Fig. 2: Decay rates by ecosystem and time frame.

A Boxplot of soil organic carbon decay rates (k; yr⁻¹) estimated over 80–100 yr and 500–1000 yr time frames for mangrove forest, seagrass meadows and tidal marsh ecosystems. Boxplot horizontal lines indicate median values; box, 25th to 75th percentiles; whiskers: highest and lowest value excluding outliers (Q3 + 1.5×IQR to Q1 − 1.5×IQR, IQR: interquartile range); black dots, potential outliers. Different lower-case letters indicate significant differences among ecosystems tested by Wilcoxon tests (p-value 0.05). B Exponential regression of soil organic carbon decay rates with age for mangrove forests, seagrass meadows and tidal marshes. Circles indicate k values estimated in this study, whereas triangles show k values from peer-reviewed literature (10, 19–21, Table 2). Vertical lines stand for the standard error of the mean (SEM).
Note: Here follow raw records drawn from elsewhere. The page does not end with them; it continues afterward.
//! State and pure guard logic for admin-account and API-key management.

use std::collections::HashSet;

use yew::NodeRef;

use common::model::admin::AdminAccount;
use common::model::api_key::ApiKey;
use common::requests::CreateApiKeyResponse;

use crate::session::Session;

/// Destructive action awaiting typed confirmation in the modal.
#[derive(Debug, Clone, PartialEq)]
pub enum ConfirmAction {
    DeleteAdmin { id: i64, email: String },
    /// Grant or revoke the super-admin role.
    ChangeRole {
        id: i64,
        email: String,
        make_super: bool,
    },
    DeleteApiKey { id: i64, name: String },
}

impl ConfirmAction {
    /// The exact string the admin must type to arm the confirm button.
    pub fn expected_confirmation(&self) -> &str {
        match self {
            ConfirmAction::DeleteAdmin { email, .. } => email,
            ConfirmAction::ChangeRole { email, .. } => email,
            ConfirmAction::DeleteApiKey { name, .. } => name,
        }
    }

    pub fn describe(&self) -> String {
        match self {
            ConfirmAction::DeleteAdmin { email, .. } => {
                format!("Delete the admin account {email}? This cannot be undone.")
            }
            ConfirmAction::ChangeRole {
                email,
                make_super: true,
                ..
            } => format!("Grant super-admin rights to {email}?"),
            ConfirmAction::ChangeRole { email, .. } => {
                format!("Revoke super-admin rights from {email}?")
            }
            ConfirmAction::DeleteApiKey { name, .. } => {
                format!("Delete the API key \"{name}\"? Clients using it will stop working.")
            }
        }
    }
}

pub fn confirmation_matches(action: &ConfirmAction, typed: &str) -> bool {
    typed.trim() == action.expected_confirmation()
}

#[derive(Debug, Clone, Copy, PartialEq, Eq)]
pub enum SelfProtectError {
    OwnAccountDeletion,
    OwnSuperAdminDemotion,
}

impl SelfProtectError {
    pub fn message(&self) -> &'static str {
        match self {
            SelfProtectError::OwnAccountDeletion => "You cannot delete your own account.",
            SelfProtectError::OwnSuperAdminDemotion => {
                "You cannot revoke your own super-admin role."
            }
        }
    }
}

/// Deleting the acting admin's own account is rejected before any call.
pub fn guard_self_deletion(acting_admin_id: i64, target_id: i64) -> Result<(), SelfProtectError> {
    if acting_admin_id == target_id {
        Err(SelfProtectError::OwnAccountDeletion)
    } else {
        Ok(())
    }
}

/// Revoking one's own super-admin flag is rejected before any call.
/// Granting the role (to anyone) is never self-protected.
pub fn guard_self_demotion(
    acting_admin_id: i64,
    target: &AdminAccount,
    make_super: bool,
) -> Result<(), SelfProtectError> {
    if !make_super && target.is_super_admin && target.id == acting_admin_id {
        Err(SelfProtectError::OwnSuperAdminDemotion)
    } else {
        Ok(())
    }
}

pub struct AdminsPage {
    pub session: Session,
    pub admins: Vec<AdminAccount>,
    pub api_keys: Vec<ApiKey>,
    pub loading: bool,

    pub new_email: String,
    pub new_name: String,
    pub new_super: bool,
    pub creating_admin: bool,

    pub new_key_name: String,
    pub scope_upload: bool,
    pub scope_download: bool,
    pub creating_key: bool,

    /// Creation response held only until the admin acknowledges having
    /// stored the secret. Dropped afterwards and never shown again.
    pub created_key: Option<CreateApiKeyResponse>,
    pub secret_sheet_ref: NodeRef,

    pub confirm: Option<ConfirmAction>,
    pub typed_confirmation: String,
    pub confirm_sheet_ref: NodeRef,

    pub admin_in_flight: HashSet<i64>,
    pub key_in_flight: HashSet<i64>,
}

impl AdminsPage {
    pub fn new(session: Session) -> Self {
        AdminsPage {
            session,
            admins: Vec::new(),
            api_keys: Vec::new(),
            loading: true,
            new_email: String::new(),
            new_name: String::new(),
            new_super: false,
            creating_admin: false,
            new_key_name: String::new(),
            scope_upload: true,
            scope_download: false,
            creating_key: false,
            created_key: None,
            secret_sheet_ref: NodeRef::default(),
            confirm: None,
            typed_confirmation: String::new(),
            confirm_sheet_ref: NodeRef::default(),
            admin_in_flight: HashSet::new(),
            key_in_flight: HashSet::new(),
        }
    }
}

#[cfg(test)]
mod tests {
    use super::*;

    fn admin(id: i64, is_super_admin: bool) -> AdminAccount {
        AdminAccount {
            id,
            email: format!("admin{id}@disclosure.example"),
            name: format!("Admin {id}"),
            is_active: true,
            is_super_admin,
            created_by: None,
            created_at: chrono::Utc::now(),
            updated_at: chrono::Utc::now(),
            last_login_at: None,
        }
    }

    #[test]
    fn test_own_account_deletion_is_rejected() {
        assert_eq!(
            guard_self_deletion(7, 7),
            Err(SelfProtectError::OwnAccountDeletion)
        );
        assert_eq!(guard_self_deletion(7, 8), Ok(()));
    }

    #[test]
    fn test_own_demotion_is_rejected() {
        let me = admin(7, true);
        assert_eq!(
            guard_self_demotion(7, &me, false),
            Err(SelfProtectError::OwnSuperAdminDemotion)
        );
        // Someone else may demote me, and I may demote others.
        assert_eq!(guard_self_demotion(9, &me, false), Ok(()));
        let other = admin(8, true);
        assert_eq!(guard_self_demotion(7, &other, false), Ok(()));
    }

    #[test]
    fn test_promotion_is_never_self_protected() {
        let me = admin(7, false);
        assert_eq!(guard_self_demotion(7, &me, true), Ok(()));
    }

    #[test]
    fn test_typed_confirmation_must_match_exactly() {
        let action = ConfirmAction::DeleteAdmin {
            id: 8,
            email: "clerk@disclosure.example".into(),
        };
        assert!(confirmation_matches(&action, "clerk@disclosure.example"));
        assert!(confirmation_matches(&action, "  clerk@disclosure.example  "));
        assert!(!confirmation_matches(&action, "CLERK@disclosure.example"));
        assert!(!confirmation_matches(&action, ""));
    }
}
use gloo_net::http::Request;

use common::model::document::{Document, DocumentStatus};
use common::requests::{ProcessDocumentRequest, UpdateDocumentRequest};

use super::{decode, send_authed, send_authed_json, ApiError};
use crate::session::Session;

/// CRUD and status-transition calls against the document-processing API.
pub struct DocumentApi {
    session: Session,
}

impl DocumentApi {
    pub fn new(session: Session) -> Self {
        Self { session }
    }

    pub async fn list_by_status(&self, status: DocumentStatus) -> Result<Vec<Document>, ApiError> {
        let response = send_authed(
            Request::get("/api/document-processing/documents")
                .query([("status", status.as_str())]),
            &self.session,
        )
        .await?;
        decode(response).await
    }

    pub async fn fetch(&self, id: i64) -> Result<Document, ApiError> {
        let response = send_authed(
            Request::get(&format!("/api/document-processing/documents/{id}")),
            &self.session,
        )
        .await?;
        decode(response).await
    }

    /// Partial update of metadata and/or status. Returns the updated row.
    pub async fn update(
        &self,
        id: i64,
        update: &UpdateDocumentRequest,
    ) -> Result<Document, ApiError> {
        let response = send_authed_json(
            Request::put(&format!("/api/document-processing/documents/{id}")),
            &self.session,
            update,
        )
        .await?;
        decode(response).await
    }

    pub async fn delete(&self, id: i64) -> Result<(), ApiError> {
        send_authed(
            Request::delete(&format!("/api/document-processing/delete-document/{id}")),
            &self.session,
        )
        .await?;
        Ok(())
    }

    /// Kicks off OCR/tagging for an approved document. Fire-and-forget from
    /// the UI's perspective; the backend answers as soon as the job is queued.
    pub async fn process(&self, request: &ProcessDocumentRequest) -> Result<(), ApiError> {
        send_authed_json(
            Request::post("/api/document-processing/process-document"),
            &self.session,
            request,
        )
        .await?;
        Ok(())
    }
}
#[cfg(test)]
mod tests {
    use super::*;

    fn document(status: DocumentStatus, pdf_url: Option<&str>) -> Document {
        Document {
            id: 42,
            title: "Budget Leak 2024".into(),
            description: String::new(),
            country: "Kenya".into(),
            state_province: String::new(),
            admin_level: String::new(),
            pdf_url: pdf_url.map(Into::into),
            status,
            generated_tags: Vec::new(),
            ocr_text: None,
            approved_by: None,
            approved_at: None,
            created_at: chrono::Utc::now(),
            updated_at: chrono::Utc::now(),
        }
    }

    fn title_edit() -> UpdateDocumentRequest {
        UpdateDocumentRequest {
            title: Some("Budget Leak 2024".into()),
            ..Default::default()
        }
    }

    #[test]
    fn test_approve_with_edits_saves_then_transitions_then_processes() {
        let pending = document(DocumentStatus::Pending, Some("https://files.example/42.pdf"));
        let mut machine = ReviewMachine::new(&pending);

        let commands = machine.decide(ReviewEvent::TransitionRequested {
            target: DocumentStatus::Approved,
            edits: Some(title_edit()),
        });
        assert_eq!(commands, vec![ReviewCommand::PersistEdits(title_edit())]);
        assert!(machine.is_busy());

        let commands = machine.decide(ReviewEvent::SaveCompleted);
        assert_eq!(
            commands,
            vec![ReviewCommand::SetStatus(DocumentStatus::Approved)]
        );

        let approved = document(
            DocumentStatus::Approved,
            Some("https://files.example/42.pdf"),
        );
        let commands = machine.decide(ReviewEvent::TransitionCompleted(approved));
        assert_eq!(
            commands[0],
            ReviewCommand::TriggerProcessing(ProcessDocumentRequest {
                document_id: 42,
                pdf_url: "https://files.example/42.pdf".into(),
            })
        );
        assert_eq!(commands[1], ReviewCommand::Refetch);
        assert!(matches!(commands[2], ReviewCommand::Notify(Level::Info, _)));
        assert!(!machine.is_busy());
        assert_eq!(machine.status(), DocumentStatus::Approved);
    }

    #[test]
    fn test_clean_draft_skips_the_save_call() {
        let pending = document(DocumentStatus::Pending, None);
        let mut machine = ReviewMachine::new(&pending);

        let commands = machine.decide(ReviewEvent::TransitionRequested {
            target: DocumentStatus::Rejected,
            edits: None,
        });
        assert_eq!(
            commands,
            vec![ReviewCommand::SetStatus(DocumentStatus::Rejected)]
        );
    }

    #[test]
    fn test_in_flight_guard_allows_exactly_one_transition() {
        let pending = document(DocumentStatus::Pending, Some("https://files.example/42.pdf"));
        let mut machine = ReviewMachine::new(&pending);

        let first = machine.decide(ReviewEvent::TransitionRequested {
            target: DocumentStatus::Approved,
            edits: None,
        });
        assert_eq!(first.len(), 1);

        // A second click (same or opposite action) while in flight is inert.
        let second = machine.decide(ReviewEvent::TransitionRequested {
            target: DocumentStatus::Approved,
            edits: None,
        });
        assert!(second.is_empty());
        let third = machine.decide(ReviewEvent::TransitionRequested {
            target: DocumentStatus::Rejected,
            edits: None,
        });
        assert!(third.is_empty());

        // The one in-flight approval completes with one processing trigger.
        let approved = document(
            DocumentStatus::Approved,
            Some("https://files.example/42.pdf"),
        );
        let commands = machine.decide(ReviewEvent::TransitionCompleted(approved));
        let triggers = commands
            .iter()
            .filter(|command| matches!(command, ReviewCommand::TriggerProcessing(_)))
            .count();
        assert_eq!(triggers, 1);
    }

    #[test]
    fn test_same_status_transition_is_a_no_op() {
        let approved = document(DocumentStatus::Approved, None);
        let mut machine = ReviewMachine::new(&approved);
        let commands = machine.decide(ReviewEvent::TransitionRequested {
            target: DocumentStatus::Approved,
            edits: None,
        });
        assert!(commands.is_empty());
        assert!(!machine.is_busy());
    }

    #[test]
    fn test_failed_save_aborts_the_transition() {
        let pending = document(DocumentStatus::Pending, None);
        let mut machine = ReviewMachine::new(&pending);

        machine.decide(ReviewEvent::TransitionRequested {
            target: DocumentStatus::Approved,
            edits: Some(title_edit()),
        });
        let commands = machine.decide(ReviewEvent::SaveFailed("500".into()));

        assert_eq!(commands.len(), 1);
        let ReviewCommand::Notify(level, message) = &commands[0] else {
            panic!("expected a notification, got {commands:?}");
        };
        assert_eq!(*level, Level::Error);
        assert!(message.contains("approval was not attempted"));
        assert!(!machine.is_busy());
        assert_eq!(machine.status(), DocumentStatus::Pending);
    }

    #[test]
    fn test_partial_failure_reports_distinctly_and_refetches() {
        let pending = document(DocumentStatus::Pending, None);
        let mut machine = ReviewMachine::new(&pending);

        machine.decide(ReviewEvent::TransitionRequested {
            target: DocumentStatus::Approved,
            edits: Some(title_edit()),
        });
        machine.decide(ReviewEvent::SaveCompleted);
        let commands = machine.decide(ReviewEvent::TransitionFailed("timeout".into()));

        let ReviewCommand::Notify(level, message) = &commands[0] else {
            panic!("expected a notification, got {commands:?}");
        };
        assert_eq!(*level, Level::Error);
        assert!(message.contains("edits were saved"));
        assert!(message.contains("approval failed"));
        assert_eq!(commands[1], ReviewCommand::Refetch);
        assert!(!machine.is_busy());

        // The retry now runs against a clean draft: status call only.
        let retry = machine.decide(ReviewEvent::TransitionRequested {
            target: DocumentStatus::Approved,
            edits: None,
        });
        assert_eq!(
            retry,
            vec![ReviewCommand::SetStatus(DocumentStatus::Approved)]
        );
    }

    #[test]
    fn test_rejection_never_triggers_processing() {
        let pending = document(DocumentStatus::Pending, Some("https://files.example/42.pdf"));
        let mut machine = ReviewMachine::new(&pending);

        machine.decide(ReviewEvent::TransitionRequested {
            target: DocumentStatus::Rejected,
            edits: None,
        });
        let rejected = document(
            DocumentStatus::Rejected,
            Some("https://files.example/42.pdf"),
        );
        let commands = machine.decide(ReviewEvent::TransitionCompleted(rejected));
        assert!(commands
            .iter()
            .all(|command| !matches!(command, ReviewCommand::TriggerProcessing(_))));
    }

    #[test]
    fn test_approval_without_file_reference_skips_processing() {
        let pending = document(DocumentStatus::Pending, None);
        let mut machine = ReviewMachine::new(&pending);

        machine.decide(ReviewEvent::TransitionRequested {
            target: DocumentStatus::Approved,
            edits: None,
        });
        let approved = document(DocumentStatus::Approved, None);
        let commands = machine.decide(ReviewEvent::TransitionCompleted(approved));
        assert!(commands
            .iter()
            .all(|command| !matches!(command, ReviewCommand::TriggerProcessing(_))));
    }

    #[test]
    fn test_processing_failure_does_not_roll_back() {
        let pending = document(DocumentStatus::Pending, Some("https://files.example/42.pdf"));
        let mut machine = ReviewMachine::new(&pending);

        machine.decide(ReviewEvent::TransitionRequested {
            target: DocumentStatus::Approved,
            edits: None,
        });
        let approved = document(
            DocumentStatus::Approved,
            Some("https://files.example/42.pdf"),
        );
        machine.decide(ReviewEvent::TransitionCompleted(approved));
        assert_eq!(machine.status(), DocumentStatus::Approved);

        let commands = machine.decide(ReviewEvent::ProcessingFailed("queue full".into()));
        assert_eq!(commands.len(), 1);
        assert!(matches!(
            &commands[0],
            ReviewCommand::Notify(Level::Error, message) if message.contains("approval stands")
        ));
        assert_eq!(machine.status(), DocumentStatus::Approved);
    }

    #[test]
    fn test_plain_save_round_trip() {
        let pending = document(DocumentStatus::Pending, None);
        let mut machine = ReviewMachine::new(&pending);

        let commands = machine.decide(ReviewEvent::SaveRequested {
            edits: Some(title_edit()),
        });
        assert_eq!(commands, vec![ReviewCommand::PersistEdits(title_edit())]);

        let commands = machine.decide(ReviewEvent::SaveCompleted);
        assert!(matches!(commands[0], ReviewCommand::Notify(Level::Info, _)));
        assert_eq!(commands[1], ReviewCommand::Refetch);
        assert!(!machine.is_busy());
    }

    #[test]
    fn test_save_with_clean_draft_is_inert() {
        let pending = document(DocumentStatus::Pending, None);
        let mut machine = ReviewMachine::new(&pending);
        let commands = machine.decide(ReviewEvent::SaveRequested { edits: None });
        assert!(commands.is_empty());
        assert!(!machine.is_busy());
    }

    #[test]
    fn test_stale_completions_are_ignored_when_idle() {
        let pending = document(DocumentStatus::Pending, None);
        let mut machine = ReviewMachine::new(&pending);
        assert!(machine.decide(ReviewEvent::SaveCompleted).is_empty());
        assert!(machine
            .decide(ReviewEvent::TransitionFailed("late".into()))
            .is_empty());
    }
}
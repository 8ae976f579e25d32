use chrono::{DateTime, Utc};
use serde::{Deserialize, Serialize};

#[derive(Debug, Clone, Copy, PartialEq, Eq, Serialize, Deserialize)]
#[serde(rename_all = "lowercase")]
pub enum ApiKeyScope {
    Upload,
    Download,
}

impl ApiKeyScope {
    pub fn as_str(&self) -> &'static str {
        match self {
            ApiKeyScope::Upload => "upload",
            ApiKeyScope::Download => "download",
        }
    }
}

/// A provisioned API key as it appears in every list and detail response.
///
/// Deliberately does **not** carry the secret: the plaintext key exists only
/// in the creation response (`requests::CreateApiKeyResponse`) and can never
/// be retrieved again. Only the displayable prefix survives here.
#[derive(Debug, Clone, PartialEq, Serialize, Deserialize)]
pub struct ApiKey {
    pub id: i64,
    pub name: String,
    pub key_prefix: String,
    pub scopes: Vec<ApiKeyScope>,
    pub is_active: bool,
    #[serde(default)]
    pub usage_count: u64,
    pub created_at: DateTime<Utc>,
}
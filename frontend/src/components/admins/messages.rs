use common::model::admin::AdminAccount;
use common::model::api_key::ApiKey;
use common::requests::CreateApiKeyResponse;

use crate::api::ApiError;

pub enum Msg {
    AdminsLoaded(Vec<AdminAccount>),
    KeysLoaded(Vec<ApiKey>),
    LoadFailed(ApiError),

    NewEmail(String),
    NewName(String),
    ToggleNewSuper,
    CreateAdmin,
    AdminCreated(AdminAccount),
    CreateAdminFailed(ApiError),

    ToggleAdminActive(i64),
    RequestRoleChange(i64, bool),
    RequestDeleteAdmin(i64),
    AdminUpdated(AdminAccount),
    AdminDeleted(i64),
    AdminActionFailed(i64, ApiError),

    NewKeyName(String),
    ToggleScopeUpload,
    ToggleScopeDownload,
    CreateKey,
    KeyCreated(CreateApiKeyResponse),
    CreateKeyFailed(ApiError),
    CopySecret,
    AcknowledgeSecret,

    ToggleKeyActive(i64),
    RequestDeleteKey(i64),
    KeyUpdated(ApiKey),
    KeyDeleted(i64),
    KeyActionFailed(i64, ApiError),

    TypedConfirmation(String),
    CancelConfirm,
    Confirm,
}
//! Bulk editor for per-language UI strings, including the custom FAQ
//! entries stored through the paired-key convention.

use yew::prelude::*;

mod messages;
mod state;
mod update;
mod view;

pub use messages::Msg;
pub use state::TranslationsPage;

use crate::session::Session;

#[derive(Properties, PartialEq)]
pub struct TranslationsProps {
    pub session: Session,
}

impl Component for TranslationsPage {
    type Message = Msg;
    type Properties = TranslationsProps;

    fn create(ctx: &Context<Self>) -> Self {
        TranslationsPage::new(ctx.props().session.clone())
    }

    fn update(&mut self, ctx: &Context<Self>, msg: Self::Message) -> bool {
        update::update(self, ctx, msg)
    }

    fn view(&self, ctx: &Context<Self>) -> Html {
        view::view(self, ctx)
    }

    fn rendered(&mut self, ctx: &Context<Self>, first_render: bool) {
        if first_render {
            update::fetch_rows(self, ctx);
        }
    }
}
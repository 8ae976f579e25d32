use yew::html::Scope;
use yew::prelude::*;

use common::model::comment::{Comment, CommentStatus};

use super::messages::Msg;
use super::state::{can_moderate, group_by_document, CommentsPage, QueueMode};
use crate::tops_sheet::TopSheet;

pub fn view(page: &CommentsPage, ctx: &Context<CommentsPage>) -> Html {
    let link = ctx.link();
    html! {
        <div class="comments-page">
            <h2>{ "Comment moderation" }</h2>
            <div class="tab-bar">
                <button
                    class={classes!("tab-btn", (page.mode == QueueMode::Pending).then_some("active"))}
                    onclick={link.callback(|_| Msg::SetMode(QueueMode::Pending))}
                >
                    { "Pending" }
                </button>
                <button
                    class={classes!("tab-btn", (page.mode == QueueMode::All).then_some("active"))}
                    onclick={link.callback(|_| Msg::SetMode(QueueMode::All))}
                >
                    { "All comments" }
                </button>
            </div>
            {
                if page.loading {
                    html! { <p class="loading">{ "Loading comments…" }</p> }
                } else if page.comments.is_empty() {
                    html! { <p class="empty">{ "Nothing waiting for review." }</p> }
                } else {
                    match page.mode {
                        QueueMode::All => build_grouped(page, link),
                        QueueMode::Pending => html! {
                            <div class="comment-list">
                                { page.comments.iter().map(|c| build_comment(page, c, link)).collect::<Html>() }
                            </div>
                        },
                    }
                }
            }
            { build_delete_sheet(page, link) }
        </div>
    }
}

fn build_grouped(page: &CommentsPage, link: &Scope<CommentsPage>) -> Html {
    group_by_document(&page.comments)
        .into_iter()
        .map(|(document_id, title, rows)| {
            html! {
                <section class="comment-group" key={document_id.to_string()}>
                    <h3>{ title }</h3>
                    { rows.into_iter().map(|c| build_comment(page, c, link)).collect::<Html>() }
                </section>
            }
        })
        .collect::<Html>()
}

fn build_comment(page: &CommentsPage, comment: &Comment, link: &Scope<CommentsPage>) -> Html {
    let id = comment.id;
    let busy = page.in_flight.contains(&id);
    let moderatable = can_moderate(comment.status);
    html! {
        <div class="comment-row" key={id.to_string()}>
            <div class="comment-meta">
                <span class="author">
                    { comment.author_name.clone().unwrap_or_else(|| "Anonymous".into()) }
                </span>
                <span class="date">{ comment.created_at.format("%Y-%m-%d %H:%M").to_string() }</span>
                { status_badge(comment.status) }
                {
                    if comment.shows_flag_badge() {
                        html! {
                            <span class="flag-badge">
                                { format!("Flagged ({} flags)", comment.flag_count) }
                            </span>
                        }
                    } else {
                        html! {}
                    }
                }
                {
                    if comment.parent_comment_id.is_some() {
                        html! { <span class="reply-marker">{ "\u{21b3} reply" }</span> }
                    } else if comment.reply_count > 0 {
                        html! { <span class="reply-count">{ format!("{} replies", comment.reply_count) }</span> }
                    } else {
                        html! {}
                    }
                }
            </div>
            <p class="comment-text">{ &comment.comment_text }</p>
            <div class="comment-actions">
                {
                    if moderatable {
                        html! {
                            <>
                                <button
                                    class="approve"
                                    disabled={busy}
                                    onclick={link.callback(move |_| Msg::Approve(id))}
                                >
                                    { "Approve" }
                                </button>
                                <button
                                    class="reject"
                                    disabled={busy}
                                    onclick={link.callback(move |_| Msg::Reject(id))}
                                >
                                    { "Reject" }
                                </button>
                            </>
                        }
                    } else {
                        html! {}
                    }
                }
                <button
                    class="danger"
                    disabled={busy}
                    onclick={link.callback(move |_| Msg::RequestDelete(id))}
                >
                    { "Delete" }
                </button>
            </div>
        </div>
    }
}

fn status_badge(status: CommentStatus) -> Html {
    html! { <span class={classes!("status-badge", status.as_str())}>{ status.as_str() }</span> }
}

fn build_delete_sheet(page: &CommentsPage, link: &Scope<CommentsPage>) -> Html {
    html! {
        <TopSheet
            title={"Delete comment"}
            node_ref={page.delete_sheet_ref.clone()}
            on_close={link.callback(|_| Msg::CancelDelete)}
        >
            <p>{ "Permanently delete this comment? This cannot be undone." }</p>
            <div class="sheet-actions">
                <button onclick={link.callback(|_| Msg::CancelDelete)}>{ "Cancel" }</button>
                <button class="danger" onclick={link.callback(|_| Msg::ConfirmDelete)}>
                    { "Delete permanently" }
                </button>
            </div>
        </TopSheet>
    }
}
Table 1 Soil organic carbon decay rates (k) estimated from mangrove, seagrass and tidal marshes by modeling decreasing organic carbon mass with age over 80–100 and 500–1,000 yr time frames

The up to 4-fold decrease in soil OC decay rates 500–1000 yr upon burial in CBCEs compared to the 80–100 yr time frame (Fig. 2B) could be explained by the combination of a depletion with age of easily accessible organic matter compounds and the exhaustion of high energy electronic acceptors¹³, switching microbial metabolism to less efficient OC mineralization paths. The soil OC decay rates estimated for 500–1000 yr include both surface and deep soil layers. Anaerobic microbial activity predominates in deep soil layers and the remaining organic matter is more scarce and richer in recalcitrant compunds^68,90,91,92. There were no significate correlations between decay rates at 500–1000 years and mud, temperature or OC content.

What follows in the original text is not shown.